Collection entries
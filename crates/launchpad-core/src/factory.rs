//! # Launch Factory
//!
//! Entry point for every state-changing call. Each call validates its
//! inputs before touching anything, runs collaborator side effects inside a
//! host transaction, and writes engine state only once those side effects
//! have succeeded. A failed call leaves no trace.
//!
//! Entry points take `&mut self`, so a collaborator can never re-enter the
//! factory while a call is in flight.

use serde::{Deserialize, Serialize};
use solana_program::pubkey::Pubkey;
use tracing::{info, warn};

use crate::capability::{AgentKind, CapabilitySet};
use crate::config::{ConfigChange, ProtocolConfig};
use crate::errors::{LaunchpadError, LaunchpadResult};
use crate::events::{
    CapabilitiesUpdated, ExcessRefunded, FeeCollected, LaunchCreated, LaunchpadEvent,
    StatusChanged,
};
use crate::fees::{self, FeeLedger, FeeQuote, FeeRecord, FeeTotals, QuoteMode};
use crate::host::{Host, TokenRequest};
use crate::registry::{Launch, LaunchId, LaunchRegistry, LaunchStatus};

/// Arguments of [`LaunchFactory::create_launch`]
///
/// `capabilities` is the raw agent mask as submitted by the caller; it is
/// validated before anything else happens with it.
#[derive(Debug, Clone, PartialEq, Eq, Serialize, Deserialize)]
pub struct CreateLaunch {
    pub name: String,
    pub symbol: String,
    pub total_supply: u64,
    pub capabilities: u64,
}

/// Fee side effects of a call that has not been committed yet
#[derive(Debug, Default)]
struct Settlement {
    record: Option<FeeRecord>,
    refunded: u64,
}

pub struct LaunchFactory<H: Host> {
    config: ProtocolConfig,
    registry: LaunchRegistry,
    ledger: FeeLedger,
    host: H,
    events: Vec<LaunchpadEvent>,
}
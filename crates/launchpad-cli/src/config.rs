use std::fs;
use std::path::Path;

use anyhow::{ensure, Context, Result};
use launchpad_core::pubkey_serde;
use launchpad_core::{
    FeeSchedule, ProtocolConfig, ProtocolParams, DEFAULT_AGENT_FEE, DEFAULT_MAX_SUPPLY,
    DEFAULT_PLATFORM_FEE,
};
use serde::{Deserialize, Serialize};
use solana_program::pubkey::Pubkey;

/// Initial protocol parameters loaded from a TOML file
#[derive(Debug, Clone, PartialEq, Eq, Deserialize, Serialize)]
pub struct LaunchpadConfig {
    /// Operator allowed to change configuration
    #[serde(with = "pubkey_serde")]
    pub authority: Pubkey,

    /// Receives the platform portion of every fee
    #[serde(with = "pubkey_serde")]
    pub treasury: Pubkey,

    /// Receives the agent portion of every fee
    #[serde(with = "pubkey_serde")]
    pub agent_provider: Pubkey,

    /// Largest total supply a launch may request
    #[serde(default = "default_max_supply")]
    pub max_supply: u64,

    /// Identities allowed to change launch status
    #[serde(with = "pubkey_serde::vec", default)]
    pub authorized_agents: Vec<Pubkey>,

    /// Log level used when RUST_LOG is not set
    #[serde(default = "default_log_level")]
    pub log_level: String,

    /// Fee constants
    #[serde(default)]
    pub fees: FeeConfig,
}

/// Fee constants in lamports
#[derive(Debug, Clone, Copy, PartialEq, Eq, Deserialize, Serialize)]
pub struct FeeConfig {
    /// Charged once per launch
    pub platform_fee_lamports: u64,

    /// Charged per enabled agent capability
    pub agent_fee_lamports: u64,
}

impl Default for FeeConfig {
    fn default() -> Self {
        Self {
            platform_fee_lamports: DEFAULT_PLATFORM_FEE,
            agent_fee_lamports: DEFAULT_AGENT_FEE,
        }
    }
}

impl FeeConfig {
    pub fn schedule(&self) -> FeeSchedule {
        FeeSchedule {
            platform_fee: self.platform_fee_lamports,
            agent_fee: self.agent_fee_lamports,
        }
    }
}

fn default_max_supply() -> u64 {
    DEFAULT_MAX_SUPPLY
}

fn default_log_level() -> String {
    "info".to_string()
}

impl LaunchpadConfig {
    /// Load configuration from TOML file
    pub fn load(path: impl AsRef<Path>) -> Result<Self> {
        let path = path.as_ref();
        let content = fs::read_to_string(path)
            .with_context(|| format!("Failed to read config file {}", path.display()))?;

        let config: LaunchpadConfig = toml::from_str(&content)
            .with_context(|| format!("Failed to parse config file {}", path.display()))?;

        config.validate()?;

        Ok(config)
    }

    /// Save configuration to TOML file
    pub fn save(&self, path: impl AsRef<Path>) -> Result<()> {
        let path = path.as_ref();
        let content = toml::to_string_pretty(self).context("Failed to serialize config")?;
        fs::write(path, content)
            .with_context(|| format!("Failed to write config file {}", path.display()))?;
        Ok(())
    }

    /// Validate configuration
    pub fn validate(&self) -> Result<()> {
        ProtocolConfig::new(self.protocol_params()).context("Invalid protocol parameters")?;
        ensure!(
            self.fees
                .agent_fee_lamports
                .checked_mul(launchpad_core::AgentKind::VARIANTS.len() as u64)
                .and_then(|agents| agents.checked_add(self.fees.platform_fee_lamports))
                .is_some(),
            "fee constants overflow the largest possible quote"
        );
        ensure!(
            matches!(
                self.log_level.as_str(),
                "trace" | "debug" | "info" | "warn" | "error"
            ),
            "log_level must be one of trace, debug, info, warn, error (got {})",
            self.log_level
        );
        Ok(())
    }

    /// Parameters for constructing the engine's protocol configuration
    pub fn protocol_params(&self) -> ProtocolParams {
        ProtocolParams {
            authority: self.authority,
            treasury: self.treasury,
            agent_provider: self.agent_provider,
            platform_fee: self.fees.platform_fee_lamports,
            agent_fee: self.fees.agent_fee_lamports,
            max_supply: self.max_supply,
            authorized_agents: self.authorized_agents.clone(),
        }
    }
}

/// Create example configuration file
pub fn create_example_config(path: impl AsRef<Path>) -> Result<()> {
    let example_config = LaunchpadConfig {
        authority: Pubkey::new_from_array([1; 32]),
        treasury: Pubkey::new_from_array([2; 32]),
        agent_provider: Pubkey::new_from_array([3; 32]),
        max_supply: DEFAULT_MAX_SUPPLY,
        authorized_agents: vec![Pubkey::new_from_array([4; 32])],
        log_level: default_log_level(),
        fees: FeeConfig::default(),
    };

    example_config.save(path)?;
    Ok(())
}
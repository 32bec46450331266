//! Test utilities for automatic cleanup and consistent test infrastructure.
//!
//! Temporary data directories are removed when the environment is dropped,
//! even if a test panics.

use anyhow::Result;
use chrono::{DateTime, Duration, TimeZone, Utc};
use rust_decimal::Decimal;
use shared::{Company, LineItem, PaymentMethod, Voucher};
use tempfile::TempDir;

use super::connection::FileConnection;

/// Test environment that provides a temporary directory and connection
/// that will be automatically cleaned up when the environment is dropped,
/// even if tests panic or fail.
pub struct TestEnvironment {
    pub connection: FileConnection,
    /// Base directory path for manual inspection if needed
    pub base_path: std::path::PathBuf,
    _temp_dir: TempDir, // Keep alive to prevent cleanup
}

impl TestEnvironment {
    /// Create a new test environment with a temporary directory
    pub fn new() -> Result<Self> {
        let temp_dir = TempDir::new()?;
        let connection = FileConnection::new(temp_dir.path())?;
        Ok(Self {
            connection,
            base_path: temp_dir.path().to_path_buf(),
            _temp_dir: temp_dir,
        })
    }
}

/// Fixed instant so orderings in tests do not depend on the clock
pub fn base_time() -> DateTime<Utc> {
    Utc.with_ymd_and_hms(2025, 3, 1, 9, 0, 0).unwrap()
}

/// A stored voucher with a single item, created `base_time()`
pub fn sample_voucher(pv_number: &str, pay_to: &str) -> Voucher {
    let company = if pv_number.starts_with("NES") {
        Company::Nes
    } else {
        Company::Mentari
    };

    Voucher {
        pv_number: pv_number.to_string(),
        company,
        date: "2025-03-01".to_string(),
        pay_to: pay_to.to_string(),
        payment_method: PaymentMethod::Cash,
        cheque_number: None,
        bank_name: None,
        items: vec![LineItem::new("Office supplies", "INV-001", "100.00")],
        total_amount: Decimal::new(10000, 2),
        prepared_by: "Preparer".to_string(),
        approved_by: "Approver".to_string(),
        received_by: "Receiver".to_string(),
        prepared_sig: None,
        approved_sig: None,
        received_sig: None,
        created_at: base_time(),
        updated_at: base_time(),
    }
}

/// Same as [`sample_voucher`] but created `minutes` after `base_time()`
pub fn sample_voucher_at(pv_number: &str, pay_to: &str, minutes: i64) -> Voucher {
    let mut voucher = sample_voucher(pv_number, pay_to);
    voucher.created_at = base_time() + Duration::minutes(minutes);
    voucher.updated_at = voucher.created_at;
    voucher
}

# Exercise prompt:
Take the line with "voucher.created_at = base_time()" and every line after it in the data, and please reproduce them exactly, leaving out all other lines.

# Result of the task:
    voucher.created_at = base_time() + Duration::minutes(minutes);
    voucher.updated_at = voucher.created_at;
    voucher
}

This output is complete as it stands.